Experimental Characterization Combined with Computational Network Analysis of Metabolites Associated with Chrysanthemum morifolium–derived exosome-like Nanoparticles in Predicting Potential AKI-relevant Targets
摘要
Exosome like nanoparticles (ELNs) derived from plants and plant products have emerged as promising nanotherapeutics owing to their enhanced biocompatibility, stability, and minimal toxicity. Despite the widespread use of Chrysanthemum morifolium in traditional Chinese medicine, the pharmacological significance and mechanistic role of ELNs derived from this flower (CELNs) remains largely unexplored in the context of acute kidney injury (AKI).

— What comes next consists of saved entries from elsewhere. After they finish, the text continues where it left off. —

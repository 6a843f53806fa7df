//! Workspace: explicit upload and result directories
//!
//! Callers hand the engine a `Workspace` instead of relying on process-wide
//! `uploads/` and `results/` folders. The workspace stores uploads under
//! sanitized names, decodes source files, and writes report files.

use super::{BatchReport, SkipReason, SkippedFile, SourceFile};
use crate::config::PairsimConfig;
use crate::report::{self, ReportFormat};
use crate::{PairsimError, PairsimResult};
use std::path::{Path, PathBuf};
use unicode_normalization::char::is_combining_mark;
use unicode_normalization::UnicodeNormalization;
use walkdir::WalkDir;

/// Files decoded by the loader plus the ones it had to leave out
#[derive(Debug, Clone, Default)]
pub struct LoadedSources {
    pub files: Vec<SourceFile>,
    pub skipped: Vec<SkippedFile>,
}

#[derive(Debug, Clone)]
pub struct Workspace {
    upload_dir: PathBuf,
    result_dir: PathBuf,
    max_file_bytes: u64,
}

impl Workspace {
    pub fn new(upload_dir: impl Into<PathBuf>, result_dir: impl Into<PathBuf>) -> Self {
        Self {
            upload_dir: upload_dir.into(),
            result_dir: result_dir.into(),
            max_file_bytes: PairsimConfig::default().max_file_bytes,
        }
    }

    pub fn from_config(config: &PairsimConfig) -> Self {
        Self::new(&config.upload_dir, &config.result_dir).with_max_file_bytes(config.max_file_bytes)
    }

    pub fn with_max_file_bytes(mut self, limit: u64) -> Self {
        self.max_file_bytes = limit;
        self
    }

    pub fn upload_dir(&self) -> &Path {
        &self.upload_dir
    }

    pub fn result_dir(&self) -> &Path {
        &self.result_dir
    }

    pub fn ensure_dirs(&self) -> PairsimResult<()> {
        std::fs::create_dir_all(&self.upload_dir)?;
        std::fs::create_dir_all(&self.result_dir)?;
        Ok(())
    }

    /// Store uploaded bytes under a sanitized version of `name`.
    /// Returns the stored file name.
    pub fn store_upload(&self, name: &str, bytes: &[u8]) -> PairsimResult<String> {
        let safe = secure_filename(name).ok_or_else(|| PairsimError::InvalidFileName(name.to_string()))?;
        std::fs::create_dir_all(&self.upload_dir)?;
        std::fs::write(self.upload_dir.join(&safe), bytes)?;
        tracing::debug!("Stored upload {:?} as {}", name, safe);
        Ok(safe)
    }

    /// Load every file in the upload directory
    pub fn load_upload_dir(&self) -> LoadedSources {
        self.load_sources(std::slice::from_ref(&self.upload_dir))
    }

    /// Load files and directories. Directory entries are walked in file name
    /// order and identified by their path relative to that directory; plain
    /// files keep the path they were given as their identifier.
    pub fn load_sources(&self, paths: &[PathBuf]) -> LoadedSources {
        let mut loaded = LoadedSources::default();

        for path in paths {
            if path.is_dir() {
                for entry in WalkDir::new(path)
                    .sort_by_file_name()
                    .into_iter()
                    .filter_entry(|e| e.depth() == 0 || !is_hidden(e.file_name()))
                    .filter_map(|e| e.ok())
                    .filter(|e| e.file_type().is_file())
                {
                    let id = entry
                        .path()
                        .strip_prefix(path)
                        .unwrap_or(entry.path())
                        .to_string_lossy()
                        .replace('\\', "/");
                    self.load_one(entry.path(), id, &mut loaded);
                }
            } else {
                self.load_one(path, path.display().to_string(), &mut loaded);
            }
        }

        tracing::info!(
            "Loaded {} source files ({} skipped)",
            loaded.files.len(),
            loaded.skipped.len()
        );
        loaded
    }

    fn load_one(&self, path: &Path, id: String, loaded: &mut LoadedSources) {
        match self.read_source(path) {
            Ok(text) => loaded.files.push(SourceFile::new(id, text)),
            Err(reason) => {
                tracing::warn!("Skipping {}: {}", path.display(), reason);
                loaded.skipped.push(SkippedFile {
                    path: path.to_path_buf(),
                    reason,
                });
            }
        }
    }

    fn read_source(&self, path: &Path) -> Result<String, SkipReason> {
        let meta = std::fs::metadata(path).map_err(|e| SkipReason::Unreadable(e.to_string()))?;
        if meta.len() > self.max_file_bytes {
            return Err(SkipReason::TooLarge {
                bytes: meta.len(),
                limit: self.max_file_bytes,
            });
        }
        let bytes = std::fs::read(path).map_err(|e| SkipReason::Unreadable(e.to_string()))?;
        String::from_utf8(bytes).map_err(|_| SkipReason::NotUtf8)
    }

    /// Write one report file per format into the result directory
    pub fn write_results(
        &self,
        report: &BatchReport,
        formats: &[ReportFormat],
    ) -> PairsimResult<Vec<PathBuf>> {
        std::fs::create_dir_all(&self.result_dir)?;
        let mut written = Vec::with_capacity(formats.len());
        for format in formats {
            let path = self.result_dir.join(format.file_name());
            report::write_report(report, *format, &path)?;
            tracing::info!("Wrote {}", path.display());
            written.push(path);
        }
        Ok(written)
    }
}

fn is_hidden(name: &std::ffi::OsStr) -> bool {
    name.to_str().is_some_and(|s| s.starts_with('.'))
}

/// Reduce a client-supplied file name to a safe flat name.
///
/// Accented characters are folded to ASCII (NFKD, combining marks removed)
/// and any remaining non-ASCII is dropped. Path separators and whitespace runs
/// become `_`, anything outside `[A-Za-z0-9._-]` is removed, and leading or
/// trailing `.`/`_` are trimmed. `None` if nothing usable remains.
pub fn secure_filename(name: &str) -> Option<String> {
    let spaced: String = name
        .nfkd()
        .filter(|c| !is_combining_mark(*c) && c.is_ascii())
        .map(|c| if c == '/' || c == '\\' { ' ' } else { c })
        .collect();
    let joined = spaced.split_whitespace().collect::<Vec<_>>().join("_");
    let filtered: String = joined
        .chars()
        .filter(|c| c.is_ascii_alphanumeric() || matches!(c, '.' | '_' | '-'))
        .collect();
    let trimmed = filtered.trim_matches(|c: char| c == '.' || c == '_');
    if trimmed.is_empty() {
        None
    } else {
        Some(trimmed.to_string())
    }
}

#[cfg(test)]
mod tests {
    use super::*;

    #[test]
    fn test_secure_filename() {
        assert_eq!(secure_filename("solution.py").as_deref(), Some("solution.py"));
        assert_eq!(secure_filename("My cool file.py").as_deref(), Some("My_cool_file.py"));
        assert_eq!(secure_filename("../../etc/passwd").as_deref(), Some("etc_passwd"));
        assert_eq!(secure_filename("C:\\temp\\a.py").as_deref(), Some("C_temp_a.py"));
        assert_eq!(secure_filename("résumé.py").as_deref(), Some("resume.py"));
        assert_eq!(secure_filename("Ünïcödé ﬁle.py").as_deref(), Some("Unicode_file.py"));
        assert_eq!(secure_filename("日本.py").as_deref(), Some("py"));
        assert_eq!(secure_filename(".hidden").as_deref(), Some("hidden"));
        assert_eq!(secure_filename("../.."), None);
        assert_eq!(secure_filename(""), None);
    }

    #[test]
    fn test_store_and_load_uploads() {
        let dir = tempfile::tempdir().unwrap();
        let ws = Workspace::new(dir.path().join("up"), dir.path().join("res"));
        assert_eq!(ws.store_upload("b file.py", b"y = 2").unwrap(), "b_file.py");
        assert_eq!(ws.store_upload("a.py", b"x = 1").unwrap(), "a.py");

        let loaded = ws.load_upload_dir();
        let ids: Vec<&str> = loaded.files.iter().map(|f| f.id.as_str()).collect();
        assert_eq!(ids, vec!["a.py", "b_file.py"]);
        assert!(loaded.skipped.is_empty());
    }

    #[test]
    fn test_invalid_upload_name() {
        let dir = tempfile::tempdir().unwrap();
        let ws = Workspace::new(dir.path().join("up"), dir.path().join("res"));
        assert!(matches!(
            ws.store_upload("..", b"x"),
            Err(PairsimError::InvalidFileName(_))
        ));
    }

    #[test]
    fn test_skips_binary_and_oversized() {
        let dir = tempfile::tempdir().unwrap();
        std::fs::write(dir.path().join("ok.py"), "x = 1").unwrap();
        std::fs::write(dir.path().join("blob.bin"), [0xff, 0xfe, 0x00]).unwrap();
        std::fs::write(dir.path().join("big.py"), "#".repeat(64)).unwrap();
        std::fs::write(dir.path().join(".secret"), "x = 1").unwrap();

        let ws = Workspace::new(dir.path(), dir.path().join("res")).with_max_file_bytes(32);
        let loaded = ws.load_sources(&[dir.path().to_path_buf()]);

        assert_eq!(loaded.files.len(), 1);
        assert_eq!(loaded.files[0].id, "ok.py");
        let reasons: Vec<&SkipReason> = loaded.skipped.iter().map(|s| &s.reason).collect();
        assert_eq!(
            reasons,
            vec![&SkipReason::TooLarge { bytes: 64, limit: 32 }, &SkipReason::NotUtf8]
        );
    }

    #[test]
    fn test_plain_file_keeps_given_path() {
        let dir = tempfile::tempdir().unwrap();
        let path = dir.path().join("one.py");
        std::fs::write(&path, "x = 1").unwrap();
        let loaded = Workspace::new(dir.path(), dir.path()).load_sources(&[path.clone()]);
        assert_eq!(loaded.files[0].id, path.display().to_string());
    }
}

In the present study, CELNs were isolated, characterized and their encapsulated bioactive metabolites were identified using GC-MS analysis. To explore the potential mechanisms underlying CELN-mediated therapeutic intervention against AKI, we employed an integrative computational approach combining network pharmacology and molecular dynamic simulation. Putative AKI-related targets associated with the CELN metabolites were retrieved from public databases (SEA and STP), and the 49 final overlapping targets were selected. A network pharmacology study involving gene, pathway enrichment studies and protein-protein interactions were performed. Subsequently, computational docking and MD simulations suggested that selected CELN metabolites (2-Methyl-5 H-dibenz[b, f]azepine and n-Hexadecanoic acid) may bind to hub targets (ALOX5, ALOX15, JAK2, TNF-ɑ, and EPHX2) involved in pathways linked to AKI progression; these predictions require experimental confirmation. Overall, this study integrates experimental metabolite identification with computational analyses to provide preliminary mechanistic insights into the potential role of CELNs in modulating pathways associated with AKI and improve renal recovery trajectories.